In recent years, we have witnessed – and some of us have endured – an enormous amount of public data breaches, most of which were classified as personal data. A quick web search on this (check https://haveibeenpwned.com/) would likely reveal that at least one of your personal or corporate accounts was breached at some point in the last few years.
On the other hand, while it has been almost a year since the GDPR was enforced, studies and surveys from the past few months reveal that a considerable percentage of companies still claim to be fully GDPR compliant. In this context, we will review a few key compliance aspects from an IT perspective.

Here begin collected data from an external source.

//! Command-line interface definition.

use std::path::PathBuf;

use clap::{Parser, Subcommand};

use crate::config::ClientConfig;
use crate::controller::ConnectionParams;

/// cuelink - Remote control for QLab over OSC
#[derive(Debug, Parser)]
#[command(name = "cuelink")]
#[command(author, version, about, long_about = None)]
pub struct Cli {
    /// Path to configuration file
    #[arg(long, short, env = "CUELINK_CONFIG")]
    pub config: Option<PathBuf>,

    /// Enable debug output
    #[arg(long, short = 'v')]
    pub debug: bool,

    // --- Connection flags ---
    /// QLab host name or IP address
    #[arg(long, env = "CUELINK_HOST")]
    pub host: Option<String>,

    /// QLab OSC port
    #[arg(long, short)]
    pub port: Option<u16>,

    /// Workspace passcode
    #[arg(long, env = "CUELINK_PASSCODE", hide_env_values = true)]
    pub passcode: Option<String>,

    #[command(subcommand)]
    pub command: Command,
}

impl Cli {
    /// Connection parameters: flags first, then the config file.
    pub fn connection_params(&self, config: &ClientConfig) -> ConnectionParams {
        let host = self
            .host
            .clone()
            .unwrap_or_else(|| config.connection.host.clone());
        let port = self.port.unwrap_or(config.connection.port);
        let passcode = self
            .passcode
            .clone()
            .or_else(|| config.connection.passcode.clone())
            .unwrap_or_default();
        ConnectionParams::new(host, port).with_passcode(passcode)
    }
}

/// Available commands.
#[derive(Debug, Subcommand)]
pub enum Command {
    /// Show the cues around the playback position
    Status {
        /// Output in JSON format
        #[arg(long)]
        json: bool,
    },

    /// Follow the playback position until interrupted
    Watch {
        /// Refresh interval in milliseconds
        #[arg(long, default_value = "1000")]
        interval: u64,
    },

    /// List the cues of the main cue list
    Cues,

    /// Fire the cue at the playhead
    Go,

    /// Move the playhead to the next cue
    Next,

    /// Move the playhead to the previous cue
    Previous,

    /// Stop all cues
    Panic,

    /// Pause all running cues
    Pause,

    /// Resume all paused cues
    Resume,

    /// Rename a cue
    Rename {
        /// Unique id of the cue
        cue_id: String,

        /// New cue name
        name: String,
    },

    /// Configuration commands
    Config {
        #[command(subcommand)]
        action: ConfigAction,
    },
}

/// Configuration actions.
#[derive(Debug, Subcommand)]
pub enum ConfigAction {
    /// Dump current configuration
    Dump,

    /// Show configuration file path
    Path,
}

First, the famous Article 32 statement “state of the art security” is something that is widely discussed globally. This definition has been relatively easy to interpret in the IT sector in terms of services provided by IT, such as applying the appropriate access management policies and procedures, client protection, encryption, mobile device management, SIEM etc., and mostly applying ITIL good-practices and CobIT framework. Where IT teams have had the most difficulty is deciphering how all of these practices are to be applied to business data (data owned and managed by different business teams) which tends to become unstructured over time. One of the key reasons for this challenge is the expectation that since IT is championing the process of GDPR compliance (together with Legal/Regulation teams), business teams should be presented with a solution that does not change or disturb the “business as usual” conducted pre-GDPR.
The identification and classification of all data sources, content, and “personal data” is key to having complete control over how data is being handled, provisioned, and secured as part of mature IT services. In order to do so, preventing data silos is a crucial step that IT should continuously fight for. Separated data silos inevitably lead to uncontrolled domains which by-pass the procedures and controls in place. The emphasis here is not to be strict in terms of meeting the service requests of the business, but rather to champion business and provide guidance on designs that satisfy business needs while keeping central governance over the complete picture of corporate data sources.
Since we mentioned central governance, it goes without saying that the IT landscape, – in order to deliver measurable good practices –should be centralized as well (either fully or on a policy-basis) and be fully covered within an identity management governance method. Depending on many variables, such as company size, sector (and hence regulation levels), and application landscape, companies may either go for complete identity management solutions, which is advised from an auditability perspective, or they may go for a custom designed, tailor-fit process that flows with coordination from the application teams. No matter what solution, the key is to keep these identity and role management related transactions as part of the IT Service Management scope (and suite) so that they are measurable, auditable, and in a continuous improvement cycle that can be applied over time with certain metrics.
As the main line of active defence, maintaining a high level of operational security, and therefore designing and maintaining an effective SOC (Security Operations Center), is a must. Naturally, it goes without saying that SOCs should have state of the art tools at their disposal, such as network monitoring, security incident and event monitoring tools, by leveraging AI with accurate correlations. On top of that, there are two factors that keep SOC effective:
1) a good command over the configuration (even customization/setup competences) of such solutions and
2) lean and close collaboration with NOC and Data Protection Officers/Breach Response Teams.
Only when the Data Breach Management process of the GDPR is combined with an effective Information Security Management framework can rapid, accurate and decisive reactions be assured.
As always, trying to keep the momentum going and hence continuous improvement cycles will deliver progressive results and make steps forward.